Jesus becomes the example of one where really my love, my deepest life is, “God, whatever You want.” Now, I’ve got a long way to go on that. I’ve got a long way to go on that. I want love. I want to grow. And I know this is somewhat of a selfish desire even, because my desire to grow is, in part, I don’t want to have these hassles with my vices any more. I don’t want this monkey of even guilt and shame off my back for this. One day I’ll be here and the experience there will be, “God, it doesn’t matter. All that matters is You.” Those are easy words, but that will take all my life to experience such love to displace that. I don’t know much about this, but the Lord is beginning to teach me about this dark night.

b. The Nature of Ongoing Dark Nights

And so in B: What is the nature of this ongoing dark night? What’s going on here? Well, here’s what the Spirit does. The Spirit is going to cycle in things that He knows exactly that you need. There are going to be times in your life when you’ll going to have seasons of consolation, and those seasons of consolation are there to encourage you, to give you a sense that, “God is here. I’m loved. This is good.” And then, there are going to be seasons, and they’re just going to keep coming in in cycle where you’ll have little dark nights of the senses. And in those little dark nights you’ll just, “God, where are You now? God, I’m not as excited to read the Word.” That is a great time to open up again, “God, what are You doing? What are you trying to teach me? God, open me to what You want to show me here.” 

But then there are other kinds of dark nights. And these dark nights is I want to talk about here. You know what they are really made for? It’s to take you into your character. They are to take you to begin to see at a deep level what’s really driving you in life, because often times we don’t know what’s driving us. Our hearts are so opaque.

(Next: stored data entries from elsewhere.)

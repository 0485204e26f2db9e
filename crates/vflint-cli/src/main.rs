//! vflint CLI - vertical formatting linter for SQL CASE expressions

use vflint_cli::cli;
use vflint_cli::fix::apply_fixes;
use vflint_cli::input;
use vflint_cli::output;

use anyhow::{Context, Result};
use clap::Parser;
use is_terminal::IsTerminal;
use std::fs;
use std::io::{self, Write};
use std::path::Path;
use std::process::ExitCode;
use std::time::Instant;
use tracing_subscriber::filter::LevelFilter;
use tracing_subscriber::EnvFilter;
use vflint_core::{issue_codes, lint_sql, Dialect, Issue, LintConfig, ParseError};

use cli::{Args, OutputFormat};
use output::{render_json, FileReport, TextReport};

/// Lint violations found.
const EXIT_FAILURE: u8 = 1;
/// Configuration or input error (e.g. unreadable file, invalid config JSON).
const EXIT_CONFIG_ERROR: u8 = 66;

fn main() -> ExitCode {
    let args = Args::parse();
    init_logging(args.verbose, args.quiet);

    match run_lint(args) {
        Ok(has_violations) => {
            if has_violations {
                ExitCode::from(EXIT_FAILURE)
            } else {
                ExitCode::SUCCESS
            }
        }
        Err(e) => {
            eprintln!("vflint: error: {e:#}");
            ExitCode::from(EXIT_CONFIG_ERROR)
        }
    }
}

/// Install a stderr subscriber. `RUST_LOG` wins over `-v`/`--quiet`.
fn init_logging(verbose: u8, quiet: bool) {
    let level = match verbose {
        0 if quiet => LevelFilter::ERROR,
        0 => LevelFilter::WARN,
        1 => LevelFilter::INFO,
        2 => LevelFilter::DEBUG,
        _ => LevelFilter::TRACE,
    };

    let filter = EnvFilter::try_from_default_env()
        .unwrap_or_else(|_| EnvFilter::default().add_directive(level.into()));

    tracing_subscriber::fmt()
        .with_env_filter(filter)
        .with_writer(io::stderr)
        .init();
}

/// Lint every input and print a report. Returns whether any file failed.
fn run_lint(args: Args) -> Result<bool> {
    let started_at = Instant::now();

    let lint_config = load_lint_config(args.config.as_deref(), &args.exclude_rules)?;
    let mut lint_inputs = input::read_lint_input(&args.files)?;
    let dialect: Dialect = args.dialect.into();

    tracing::info!(inputs = lint_inputs.len(), ?dialect, "linting");

    let mut fixes_per_input = vec![0; lint_inputs.len()];
    if args.fix {
        let summary = apply_fixes(&mut lint_inputs, dialect, &lint_config, args.quiet)?;
        fixes_per_input = summary.applied_per_input.clone();

        if !args.quiet {
            eprintln!(
                "vflint: applied {} auto-fix(es) across {} input(s)",
                summary.applied, summary.files_modified
            );
            if summary.skipped_due_to_parse_errors > 0 {
                eprintln!(
                    "vflint: skipped auto-fix for {} input(s) due to parse errors",
                    summary.skipped_due_to_parse_errors
                );
            }
            if summary.stdin_modified {
                eprintln!(
                    "vflint: auto-fixes were applied to stdin input for linting output only (no file was written)"
                );
            }
        }
    }

    let reports: Vec<FileReport> = lint_inputs
        .iter()
        .zip(fixes_per_input)
        .map(|(lint_input, fixes_applied)| {
            let source = &lint_input.source;
            let issues = match lint_sql(&source.content, dialect, &lint_config) {
                Ok(issues) => issues,
                Err(err) => vec![parse_error_issue(&err)],
            };
            FileReport::new(source.name.as_str(), &issues, fixes_applied)
        })
        .collect();

    let has_violations = reports.iter().any(|report| !report.passed());

    let output_str = match args.format {
        OutputFormat::Json => {
            render_json(&reports, args.compact).context("Failed to serialize lint report")?
        }
        OutputFormat::Text => TextReport {
            files: &reports,
            colored: io::stdout().is_terminal(),
            elapsed: started_at.elapsed(),
        }
        .to_string(),
    };

    write_output(&output_str)?;

    Ok(has_violations)
}

/// Read the optional JSON config file and fold `--exclude-rules` into it.
fn load_lint_config(path: Option<&Path>, exclude_rules: &[String]) -> Result<LintConfig> {
    let mut config = match path {
        Some(path) => {
            let raw = fs::read_to_string(path)
                .with_context(|| format!("Failed to read config: {}", path.display()))?;
            LintConfig::from_json_str(&raw)
                .with_context(|| format!("Failed to parse config JSON: {}", path.display()))?
        }
        None => LintConfig::default(),
    };

    config.disabled_rules.extend(
        exclude_rules
            .iter()
            .map(|rule| rule.trim())
            .filter(|rule| !rule.is_empty())
            .map(str::to_string),
    );

    Ok(config)
}

fn parse_error_issue(err: &ParseError) -> Issue {
    let issue = Issue::error(issue_codes::PARSE_ERROR, err.message.clone());
    match err.position {
        Some(pos) => issue.with_position(pos.line, pos.column),
        None => issue.with_position(1, 1),
    }
}

fn write_output(content: &str) -> Result<()> {
    io::stdout()
        .write_all(content.as_bytes())
        .context("Failed to write to stdout")?;
    // Ensure newline at end for terminal output
    if !content.ends_with('\n') {
        println!();
    }
    Ok(())
}
//! Lint rule trait and context for SQL linting.

use super::crawler::SegmentSeekerCrawler;
use super::fix::LintFix;
use crate::segments::Segment;
use crate::types::Dialect;

/// Context provided to lint rules for each crawled segment.
pub struct RuleContext<'a> {
    /// The segment selected by the rule's crawler.
    pub segment: &'a Segment,
    /// The full SQL source text.
    pub sql: &'a str,
    /// Dialect the source was segmented with.
    pub dialect: Dialect,
}

/// Classification tags a rule advertises.
#[derive(Debug, Clone, Copy, PartialEq, Eq, Hash)]
pub enum RuleGroup {
    All,
    Layout,
    Case,
    Formatting,
}

impl RuleGroup {
    pub fn as_str(self) -> &'static str {
        match self {
            Self::All => "all",
            Self::Layout => "layout",
            Self::Case => "case",
            Self::Formatting => "formatting",
        }
    }
}

/// A single violation produced by a rule.
#[derive(Debug, Clone, PartialEq, Eq)]
pub struct LintResult {
    /// Segment the violation is attributed to.
    pub anchor: Segment,
    /// Human-readable description of the violation.
    pub description: String,
    /// Fixes that resolve the violation when applied together.
    pub fixes: Vec<LintFix>,
}

impl LintResult {
    pub fn new(anchor: Segment, description: impl Into<String>) -> Self {
        Self {
            anchor,
            description: description.into(),
            fixes: Vec::new(),
        }
    }

    pub fn with_fixes(mut self, fixes: Vec<LintFix>) -> Self {
        self.fixes = fixes;
        self
    }
}

/// A lint rule evaluated against the segments its crawler selects.
///
/// Rules are stateless, so one instance may be shared across threads and
/// documents.
pub trait LintRule: Send + Sync {
    /// Stable rule code (e.g., "VF01").
    fn code(&self) -> &'static str;

    /// Short machine-friendly name (e.g., "vertical_formatting_case").
    fn name(&self) -> &'static str;

    /// Longer description of what this rule checks.
    fn description(&self) -> &'static str;

    /// Classification tags for rule selection.
    fn groups(&self) -> &'static [RuleGroup];

    /// Whether the rule proposes fixes in addition to reporting.
    fn is_fix_compatible(&self) -> bool {
        false
    }

    /// Which segments the linter hands to [`LintRule::eval`].
    fn crawl_behaviour(&self) -> SegmentSeekerCrawler;

    /// Evaluates one crawled segment. `None` means nothing to report.
    fn eval(&self, context: &RuleContext<'_>) -> Option<Vec<LintResult>>;
}
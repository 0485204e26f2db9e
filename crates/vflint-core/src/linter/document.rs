//! Shared linter document model.
//!
//! A `LintDocument` is constructed once per SQL source and reused across all
//! rules. It carries source text, dialect metadata, the segment tree and the
//! inline suppression directives found in comments.

use std::collections::{HashMap, HashSet};

use crate::error::ParseError;
use crate::linter::config::canonicalize_rule_code;
use crate::segments::{parse_segments, Segment, SegmentKind};
use crate::types::Dialect;

#[derive(Debug, Clone)]
enum NoqaDirective {
    All,
    Rules(HashSet<String>),
}

/// `-- noqa` suppression directives indexed by 1-based line number.
#[derive(Debug, Clone, Default)]
pub struct NoqaMap {
    directives: HashMap<usize, NoqaDirective>,
}

impl NoqaMap {
    /// Returns true if `code` is suppressed on `line`.
    pub fn is_suppressed(&self, line: usize, code: &str) -> bool {
        let Some(directive) = self.directives.get(&line) else {
            return false;
        };

        match directive {
            NoqaDirective::All => true,
            NoqaDirective::Rules(rules) => {
                let canonical = canonicalize_rule_code(code)
                    .unwrap_or_else(|| code.trim().to_ascii_uppercase());
                rules.contains(&canonical)
            }
        }
    }

    pub fn is_empty(&self) -> bool {
        self.directives.is_empty()
    }

    fn suppress_all(&mut self, line: usize) {
        self.directives.insert(line, NoqaDirective::All);
    }

    fn suppress_rules(&mut self, line: usize, codes: HashSet<String>) {
        match self.directives.get_mut(&line) {
            Some(NoqaDirective::All) => {}
            Some(NoqaDirective::Rules(existing)) => existing.extend(codes),
            None => {
                self.directives.insert(line, NoqaDirective::Rules(codes));
            }
        }
    }
}

/// Normalized lint input model for a single SQL source.
pub struct LintDocument<'a> {
    pub sql: &'a str,
    pub dialect: Dialect,
    pub root: Segment,
    pub noqa: NoqaMap,
}

impl<'a> LintDocument<'a> {
    /// Build a lint document from source SQL and an already segmented tree.
    #[must_use]
    pub fn new(sql: &'a str, dialect: Dialect, root: Segment) -> Self {
        let noqa = extract_noqa(&root);
        Self {
            sql,
            dialect,
            root,
            noqa,
        }
    }

    /// Segment `sql` and build a lint document from it.
    pub fn parse(sql: &'a str, dialect: Dialect) -> Result<Self, ParseError> {
        let root = parse_segments(sql, dialect)?;
        Ok(Self::new(sql, dialect, root))
    }
}

fn extract_noqa(root: &Segment) -> NoqaMap {
    let mut directives = NoqaMap::default();

    for comment in root
        .leaves()
        .filter(|leaf| leaf.is_type(SegmentKind::Comment))
    {
        let Some(parsed) = parse_noqa_comment(comment.raw()) else {
            continue;
        };

        let line = comment.position().line;
        match parsed {
            ParsedNoqa::All => directives.suppress_all(line),
            ParsedNoqa::Rules(rules) => directives.suppress_rules(line, rules),
        }
    }

    directives
}

enum ParsedNoqa {
    All,
    Rules(HashSet<String>),
}

fn parse_noqa_comment(comment_text: &str) -> Option<ParsedNoqa> {
    let lowered = comment_text.to_ascii_lowercase();
    let marker_pos = lowered.find("noqa")?;
    let suffix = comment_text[marker_pos + 4..]
        .trim()
        .trim_end_matches("*/")
        .trim();

    if suffix.is_empty() {
        return Some(ParsedNoqa::All);
    }

    let Some(rule_list) = suffix.strip_prefix(':') else {
        return Some(ParsedNoqa::All);
    };
    let rule_list = rule_list.trim();
    if rule_list.is_empty() {
        return Some(ParsedNoqa::All);
    }

    let mut rules = HashSet::new();
    for item in rule_list.split(',') {
        let token = item
            .trim()
            .trim_matches(|c: char| matches!(c, '"' | '\'' | '`' | ';'));
        if token.is_empty() {
            continue;
        }
        rules.insert(canonicalize_rule_code(token).unwrap_or_else(|| token.to_ascii_uppercase()));
    }

    if rules.is_empty() {
        return None;
    }

    Some(ParsedNoqa::Rules(rules))
}
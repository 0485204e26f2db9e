//! Common types shared between the linter and its callers.

use serde::{Deserialize, Serialize};

/// An issue reported while linting SQL (error, warning, or info).
#[derive(Debug, Clone, PartialEq, Eq, Serialize, Deserialize)]
#[serde(rename_all = "camelCase")]
pub struct Issue {
    /// Severity level
    pub severity: Severity,

    /// Machine-readable issue code
    pub code: String,

    /// Human-readable message
    pub message: String,

    /// Optional: location in source SQL where the issue occurred
    #[serde(default, skip_serializing_if = "Option::is_none")]
    pub span: Option<Span>,

    /// Optional: 1-based line of the issue anchor
    #[serde(default, skip_serializing_if = "Option::is_none")]
    pub line: Option<usize>,

    /// Optional: 1-based column of the issue anchor
    #[serde(default, skip_serializing_if = "Option::is_none")]
    pub column: Option<usize>,

    /// Text edits that resolve the issue when applied together
    #[serde(default, skip_serializing_if = "Vec::is_empty")]
    pub fixes: Vec<TextEdit>,

    /// Optional: source file name where the issue occurred
    #[serde(default, skip_serializing_if = "Option::is_none")]
    pub source_name: Option<String>,
}

impl Issue {
    pub fn error(code: impl Into<String>, message: impl Into<String>) -> Self {
        Self::new(Severity::Error, code, message)
    }

    pub fn warning(code: impl Into<String>, message: impl Into<String>) -> Self {
        Self::new(Severity::Warning, code, message)
    }

    pub fn info(code: impl Into<String>, message: impl Into<String>) -> Self {
        Self::new(Severity::Info, code, message)
    }

    fn new(severity: Severity, code: impl Into<String>, message: impl Into<String>) -> Self {
        Self {
            severity,
            code: code.into(),
            message: message.into(),
            span: None,
            line: None,
            column: None,
            fixes: Vec::new(),
            source_name: None,
        }
    }

    pub fn with_span(mut self, span: Span) -> Self {
        self.span = Some(span);
        self
    }

    pub fn with_position(mut self, line: usize, column: usize) -> Self {
        self.line = Some(line);
        self.column = Some(column);
        self
    }

    pub fn with_fixes(mut self, fixes: Vec<TextEdit>) -> Self {
        self.fixes = fixes;
        self
    }

    pub fn with_source_name(mut self, name: impl Into<String>) -> Self {
        self.source_name = Some(name.into());
        self
    }

    /// Returns true if the issue carries at least one machine-applicable edit.
    pub fn is_fixable(&self) -> bool {
        !self.fixes.is_empty()
    }
}

#[derive(Debug, Clone, Copy, PartialEq, Eq, Serialize, Deserialize)]
#[serde(rename_all = "lowercase")]
pub enum Severity {
    Error,
    Warning,
    Info,
}

impl Severity {
    pub fn as_str(self) -> &'static str {
        match self {
            Self::Error => "error",
            Self::Warning => "warning",
            Self::Info => "info",
        }
    }
}

/// A byte range in the source SQL string.
#[derive(Debug, Clone, Copy, PartialEq, Eq, PartialOrd, Ord, Hash, Serialize, Deserialize)]
#[serde(rename_all = "camelCase")]
pub struct Span {
    /// Byte offset from start of SQL string (inclusive)
    pub start: usize,
    /// Byte offset from start of SQL string (exclusive)
    pub end: usize,
}

impl Span {
    pub fn new(start: usize, end: usize) -> Self {
        Self { start, end }
    }

    /// An empty span marking an insertion point.
    pub fn at(offset: usize) -> Self {
        Self {
            start: offset,
            end: offset,
        }
    }

    pub fn is_empty(&self) -> bool {
        self.start == self.end
    }
}

/// A textual replacement of a byte range in the linted source.
///
/// Insertions use an empty span.
#[derive(Debug, Clone, PartialEq, Eq, PartialOrd, Ord, Hash, Serialize, Deserialize)]
#[serde(rename_all = "camelCase")]
pub struct TextEdit {
    pub span: Span,
    pub replacement: String,
}

impl TextEdit {
    pub fn new(span: Span, replacement: impl Into<String>) -> Self {
        Self {
            span,
            replacement: replacement.into(),
        }
    }
}

/// Machine-readable issue codes.
pub mod issue_codes {
    pub const PARSE_ERROR: &str = "PARSE_ERROR";

    // Lint rules: vertical formatting
    pub const LINT_VF_001: &str = "VF01";
}
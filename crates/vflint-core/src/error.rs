//! Errors raised while turning SQL text into a segment tree.
//!
//! Lint findings are never errors: they are [`crate::types::Issue`]s. A
//! [`ParseError`] means there is no tree to lint at all.

use std::fmt;

use sqlparser::tokenizer::TokenizerError;
#[cfg(feature = "tracing")]
use tracing::trace;

use crate::types::Dialect;

/// The source could not be segmented.
#[derive(Debug, Clone, PartialEq, Eq)]
pub struct ParseError {
    pub message: String,
    /// 1-based location of the offending character, when known.
    pub position: Option<Position>,
    pub dialect: Option<Dialect>,
    pub kind: ParseErrorKind,
}

#[derive(Debug, Clone, Copy, PartialEq, Eq)]
pub struct Position {
    pub line: usize,
    pub column: usize,
}

/// Which stage rejected the input.
#[derive(Debug, Clone, Copy, PartialEq, Eq)]
pub enum ParseErrorKind {
    /// The dialect's tokenizer failed (unterminated literal, stray character).
    Tokenizer,
    /// A token came back with a location that does not map into the source.
    Segmenter,
}

impl ParseError {
    pub fn new(kind: ParseErrorKind, message: impl Into<String>) -> Self {
        Self {
            message: message.into(),
            position: None,
            dialect: None,
            kind,
        }
    }

    /// Attaches a 1-based line/column location.
    pub fn at(mut self, line: usize, column: usize) -> Self {
        self.position = Some(Position { line, column });
        self
    }

    pub fn with_dialect(mut self, dialect: Dialect) -> Self {
        self.dialect = Some(dialect);
        self
    }
}

impl fmt::Display for ParseError {
    fn fmt(&self, f: &mut fmt::Formatter<'_>) -> fmt::Result {
        f.write_str(&self.message)?;
        if let Some(Position { line, column }) = self.position {
            write!(f, " (line {line}, column {column})")?;
        }
        if let Some(dialect) = self.dialect {
            write!(f, " [{dialect:?} dialect]")?;
        }
        Ok(())
    }
}

impl std::error::Error for ParseError {}

impl From<TokenizerError> for ParseError {
    fn from(err: TokenizerError) -> Self {
        let error = Self::new(ParseErrorKind::Tokenizer, err.message);

        // sqlparser uses line 0 for "no location".
        if err.location.line == 0 {
            #[cfg(feature = "tracing")]
            trace!(message = %error.message, "tokenizer error without location");
            return error;
        }

        error.at(err.location.line as usize, err.location.column as usize)
    }
}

And so number two: these deep purgings here. This is just the ongoing deserts of life where God is going to purge our character. And He’s going to purge it in two ways. He’s going to purge us of our vices. In every one of us there are pockets and I don’t know all of yours: Envy. Jealousy. Excess Anger. Lust. Wrath. Selfishness. Pride. There are pockets here and the Lord – He wants to make your heart His home. And as long as those vices continue to leak out, that can’t happen. And so, He’s constantly inviting you, “Will you invite Me in there? Let’s go on a journey.”

But now what He’s also going to do during these dark nights. He’s not only going to purge us of our vices. He’s going to purge us of the virtues that we have developed in the power of our self from our pre-Christian life and even into our Christian life. You see, by the time that we’re of spiritual middle-age – we’ve been in the faith 20, 30, 40 years – We have now many good traits. We’re kind. We’re loving. We’re generous. We give to people. We sacrifice. We’ve taken care of our children. We’ve done so much. We’ve read the Word. We have good habits. And others are blessed by those things. 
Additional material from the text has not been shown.